Exercise aim – Exactly reproduce the line that contains "conversation.last_message = last.content.clone();" and all lines after it in the entries below, through the very last line.
(Beginning of Material for this exercise)
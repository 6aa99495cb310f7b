//! Time source abstraction
//!
//! All timestamps in the chat model are epoch milliseconds. Mutators read the
//! current time through [`Clock`] so tests can pin it.

use std::sync::atomic::{AtomicI64, Ordering};

/// Source of the current time in epoch milliseconds.
pub trait Clock: Send + Sync {
    fn now_millis(&self) -> i64;
}

/// Wall-clock time via `chrono`.
#[derive(Debug, Clone, Copy, Default)]
pub struct SystemClock;

impl Clock for SystemClock {
    fn now_millis(&self) -> i64 {
        chrono::Utc::now().timestamp_millis()
    }
}

/// A clock that only moves when told to.
#[derive(Debug, Default)]
pub struct ManualClock {
    now: AtomicI64,
}

impl ManualClock {
    pub fn new(now: i64) -> Self {
        Self {
            now: AtomicI64::new(now),
        }
    }

    pub fn set(&self, now: i64) {
        self.now.store(now, Ordering::SeqCst);
    }

    pub fn advance(&self, millis: i64) {
        self.now.fetch_add(millis, Ordering::SeqCst);
    }
}

impl Clock for ManualClock {
    fn now_millis(&self) -> i64 {
        self.now.load(Ordering::SeqCst)
    }
}
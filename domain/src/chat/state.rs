//! In-memory conversation state engine.
//!
//! [`ChatState`] owns contacts, one conversation per contact and each
//! conversation's append-only message list. Every mutator that can change
//! the last message recomputes the conversation summary and the contact's
//! cached `last_message` before returning.
//!
//! Mutators never fail: lookups that miss return `false`, everything else
//! succeeds. Each effective change bumps [`ChatState::revision`], which the
//! application layer uses to decide when to persist.

use super::contact::{Contact, ContactPatch, MAX_CONTACT_ID, NewContact};
use super::conversation::{Conversation, conversation_key};
use super::message::{Message, MessageStatus, NewMessage};
use super::snapshot::{ChatSnapshot, LegacyMessage};
use crate::core::clock::Clock;
use std::cmp::Reverse;
use std::collections::BTreeMap;
use std::fmt;
use std::sync::Arc;

pub struct ChatState {
    contacts: Vec<Contact>,
    conversations: BTreeMap<String, Conversation>,
    messages: BTreeMap<String, Vec<Message>>,
    clock: Arc<dyn Clock>,
    revision: u64,
}

impl fmt::Debug for ChatState {
    fn fmt(&self, f: &mut fmt::Formatter<'_>) -> fmt::Result {
        f.debug_struct("ChatState")
            .field("contacts", &self.contacts)
            .field("conversations", &self.conversations)
            .field("messages", &self.messages)
            .field("revision", &self.revision)
            .finish_non_exhaustive()
    }
}

impl ChatState {
    /// Empty state with no contacts.
    pub fn new(clock: Arc<dyn Clock>) -> Self {
        Self {
            contacts: Vec::new(),
            conversations: BTreeMap::new(),
            messages: BTreeMap::new(),
            clock,
            revision: 0,
        }
    }

    /// State seeded with the built-in contacts.
    pub fn seeded(clock: Arc<dyn Clock>) -> Self {
        let snapshot = ChatSnapshot::seed(clock.now_millis());
        Self::from_snapshot(snapshot, clock)
    }

    /// Adopts a snapshot and resynchronizes every contact's summary.
    pub fn from_snapshot(snapshot: ChatSnapshot, clock: Arc<dyn Clock>) -> Self {
        let mut state = Self {
            contacts: snapshot.contacts,
            conversations: snapshot.conversations,
            messages: snapshot.messages_by_conversation,
            clock,
            revision: 0,
        };
        let ids: Vec<u64> = state.contacts.iter().map(|c| c.id).collect();
        for id in ids {
            state.sync_conversation_summary(id);
        }
        state.revision = 0;
        state
    }

    pub fn snapshot(&self) -> ChatSnapshot {
        ChatSnapshot {
            contacts: self.contacts.clone(),
            conversations: self.conversations.clone(),
            messages_by_conversation: self.messages.clone(),
        }
    }

    /// Monotonic change counter.
    pub fn revision(&self) -> u64 {
        self.revision
    }

    pub fn now(&self) -> i64 {
        self.clock.now_millis()
    }

    pub fn contacts(&self) -> &[Contact] {
        &self.contacts
    }

    pub fn contact(&self, contact_id: u64) -> Option<&Contact> {
        self.contacts.iter().find(|c| c.id == contact_id)
    }

    pub fn conversation_for_contact(&self, contact_id: u64) -> Option<&Conversation> {
        self.conversations.get(&conversation_key(contact_id))
    }

    /// Messages in display order; empty when the contact has none.
    pub fn messages_for_contact(&self, contact_id: u64) -> &[Message] {
        self.messages
            .get(&conversation_key(contact_id))
            .map(Vec::as_slice)
            .unwrap_or_default()
    }

    pub fn ensure_conversation_for_contact(&mut self, contact_id: u64) -> &Conversation {
        let key = self.ensure_slot(contact_id);
        &self.conversations[&key]
    }

    /// Appends a message and returns it as stored.
    pub fn append_message(&mut self, contact_id: u64, new: NewMessage) -> Message {
        let key = self.ensure_slot(contact_id);
        let message = Message::from_new(new, self.now());
        self.messages
            .entry(key)
            .or_default()
            .push(message.clone());
        self.sync_conversation_summary(contact_id);
        self.touch();
        message
    }

    /// Sets a message's status in place. `updated_at` moves forward to the
    /// message's `created_at` at most, never backward.
    pub fn update_message_status(
        &mut self,
        contact_id: u64,
        message_id: &str,
        status: MessageStatus,
    ) -> bool {
        let key = self.ensure_slot(contact_id);
        let Some(message) = self
            .messages
            .get_mut(&key)
            .and_then(|list| list.iter_mut().find(|m| m.id == message_id))
        else {
            return false;
        };
        message.status = status;
        let created_at = message.created_at;
        if created_at > 0
            && let Some(conversation) = self.conversations.get_mut(&key)
        {
            conversation.updated_at = conversation.updated_at.max(created_at);
        }
        self.sync_conversation_summary(contact_id);
        self.touch();
        true
    }

    pub fn update_message_content(
        &mut self,
        contact_id: u64,
        message_id: &str,
        content: impl Into<String>,
    ) -> bool {
        let key = self.ensure_slot(contact_id);
        let Some(message) = self
            .messages
            .get_mut(&key)
            .and_then(|list| list.iter_mut().find(|m| m.id == message_id))
        else {
            return false;
        };
        message.content = content.into();
        self.sync_conversation_summary(contact_id);
        self.touch();
        true
    }

    /// Returns `false` when the draft was already equal.
    pub fn set_conversation_draft(&mut self, contact_id: u64, draft: impl Into<String>) -> bool {
        let draft = draft.into();
        self.update_conversation(contact_id, |conversation| {
            if conversation.draft == draft {
                return false;
            }
            conversation.draft = draft;
            true
        })
    }

    pub fn mark_conversation_read(&mut self, contact_id: u64) -> bool {
        self.update_conversation(contact_id, |conversation| {
            if conversation.unread == 0 {
                return false;
            }
            conversation.unread = 0;
            true
        })
    }

    /// Adds `delta` (possibly negative) to the unread counter, floored at zero.
    pub fn increment_conversation_unread(&mut self, contact_id: u64, delta: i64) -> bool {
        self.update_conversation(contact_id, |conversation| {
            let next = i64::from(conversation.unread)
                .saturating_add(delta)
                .clamp(0, i64::from(u32::MAX)) as u32;
            if next == conversation.unread {
                return false;
            }
            conversation.unread = next;
            true
        })
    }

    pub fn set_conversation_pinned(&mut self, contact_id: u64, pinned: bool) -> bool {
        self.update_conversation(contact_id, |conversation| {
            if conversation.pinned == pinned {
                return false;
            }
            conversation.pinned = pinned;
            true
        })
    }

    /// Adds a contact. The id is `max + 1` unless a free id in
    /// `1..=MAX_CONTACT_ID` was given.
    pub fn add_contact(&mut self, new: NewContact) -> Contact {
        let id = match new.id {
            Some(id) if (1..=MAX_CONTACT_ID).contains(&id) && self.contact(id).is_none() => id,
            _ => self.next_contact_id(),
        };
        let index = self.contacts.len();
        self.contacts.push(Contact::from_new(new, id));
        self.ensure_slot(id);
        self.sync_conversation_summary(id);
        self.touch();
        self.contacts[index].clone()
    }

    pub fn update_contact(&mut self, contact_id: u64, patch: ContactPatch) -> bool {
        let Some(contact) = self.contacts.iter_mut().find(|c| c.id == contact_id) else {
            return false;
        };
        if !contact.apply_patch(patch) {
            return false;
        }
        self.touch();
        true
    }

    /// Removes a contact along with its conversation and messages.
    pub fn remove_contact(&mut self, contact_id: u64) -> bool {
        let before = self.contacts.len();
        self.contacts.retain(|c| c.id != contact_id);
        if self.contacts.len() == before {
            return false;
        }
        let key = conversation_key(contact_id);
        self.conversations.remove(&key);
        self.messages.remove(&key);
        self.touch();
        true
    }

    /// Pinned conversations first, then most recently updated. Stable, so
    /// ties keep contact order.
    pub fn contacts_for_list(&self) -> Vec<&Contact> {
        let mut list: Vec<&Contact> = self.contacts.iter().collect();
        list.sort_by_key(|contact| {
            let conversation = self.conversation_for_contact(contact.id);
            let pinned = conversation.is_some_and(|c| c.pinned);
            let updated_at = conversation.map_or(0, |c| c.updated_at);
            (Reverse(pinned), Reverse(updated_at))
        });
        list
    }

    /// `{contactId: [{role, content}]}` for every contact.
    pub fn legacy_chat_history(&self) -> BTreeMap<String, Vec<LegacyMessage>> {
        self.contacts
            .iter()
            .map(|contact| {
                let history = self
                    .messages_for_contact(contact.id)
                    .iter()
                    .map(|m| LegacyMessage {
                        role: m.role,
                        content: m.content.clone(),
                    })
                    .collect();
                (conversation_key(contact.id), history)
            })
            .collect()
    }

    /// `max + 1`, or the first free id from the current timestamp when the
    /// largest id cannot be incremented.
    fn next_contact_id(&self) -> u64 {
        let max = self.contacts.iter().map(|c| c.id).max().unwrap_or(0);
        if let Some(id) = max.checked_add(1) {
            return id;
        }
        let mut id = self.now().max(1) as u64;
        while self.contact(id).is_some() {
            id = id.checked_add(1).unwrap_or(1);
        }
        id
    }

    fn touch(&mut self) {
        self.revision += 1;
    }

    /// Creates the conversation and message list for `contact_id` if missing.
    fn ensure_slot(&mut self, contact_id: u64) -> String {
        let key = conversation_key(contact_id);
        let now = self.now();
        let mut created = false;
        if !self.conversations.contains_key(&key) {
            self.conversations
                .insert(key.clone(), Conversation::new(contact_id, now));
            created = true;
        }
        if !self.messages.contains_key(&key) {
            self.messages.insert(key.clone(), Vec::new());
            created = true;
        }
        if created {
            self.touch();
        }
        key
    }

    /// Runs `apply` on the conversation; when it reports a change,
    /// `updated_at` moves to now (never backward).
    fn update_conversation(
        &mut self,
        contact_id: u64,
        apply: impl FnOnce(&mut Conversation) -> bool,
    ) -> bool {
        let key = self.ensure_slot(contact_id);
        let now = self.now();
        let Some(conversation) = self.conversations.get_mut(&key) else {
            return false;
        };
        if !apply(conversation) {
            return false;
        }
        conversation.updated_at = conversation.updated_at.max(now);
        self.touch();
        true
    }

    fn sync_conversation_summary(&mut self, contact_id: u64) {
        let key = self.ensure_slot(contact_id);
        let Self {
            contacts,
            conversations,
            messages,
            ..
        } = self;
        let Some(conversation) = conversations.get_mut(&key) else {
            return;
        };
        let contact = contacts.iter_mut().find(|c| c.id == contact_id);

        match messages.get(&key).and_then(|list| list.last()) {
            Some(last) => {
                conversation.last_message = last.content.clone();
                conversation.last_message_at = last.created_at;
                conversation.updated_at = conversation.updated_at.max(last.created_at);
            }
            None => {
                if conversation.last_message.is_empty()
                    && let Some(contact) = contact.as_deref()
                {
                    conversation.last_message = contact.last_message.clone();
                }
                if conversation.last_message_at == 0 {
                    conversation.last_message_at = conversation.created_at;
                }
                conversation.updated_at = conversation.updated_at.max(conversation.last_message_at);
            }
        }

        if let Some(contact) = contact
            && !conversation.last_message.is_empty()
        {
            contact.last_message = conversation.last_message.clone();
        }
    }
}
(End of Material for this exercise)
Result of the exercise –
                conversation.last_message = last.content.clone();
                conversation.last_message_at = last.created_at;
                conversation.updated_at = conversation.updated_at.max(last.created_at);
            }
            None => {
                if conversation.last_message.is_empty()
                    && let Some(contact) = contact.as_deref()
                {
                    conversation.last_message = contact.last_message.clone();
                }
                if conversation.last_message_at == 0 {
                    conversation.last_message_at = conversation.created_at;
                }
                conversation.updated_at = conversation.updated_at.max(conversation.last_message_at);
            }
        }

        if let Some(contact) = contact
            && !conversation.last_message.is_empty()
        {
            contact.last_message = conversation.last_message.clone();
        }
    }
}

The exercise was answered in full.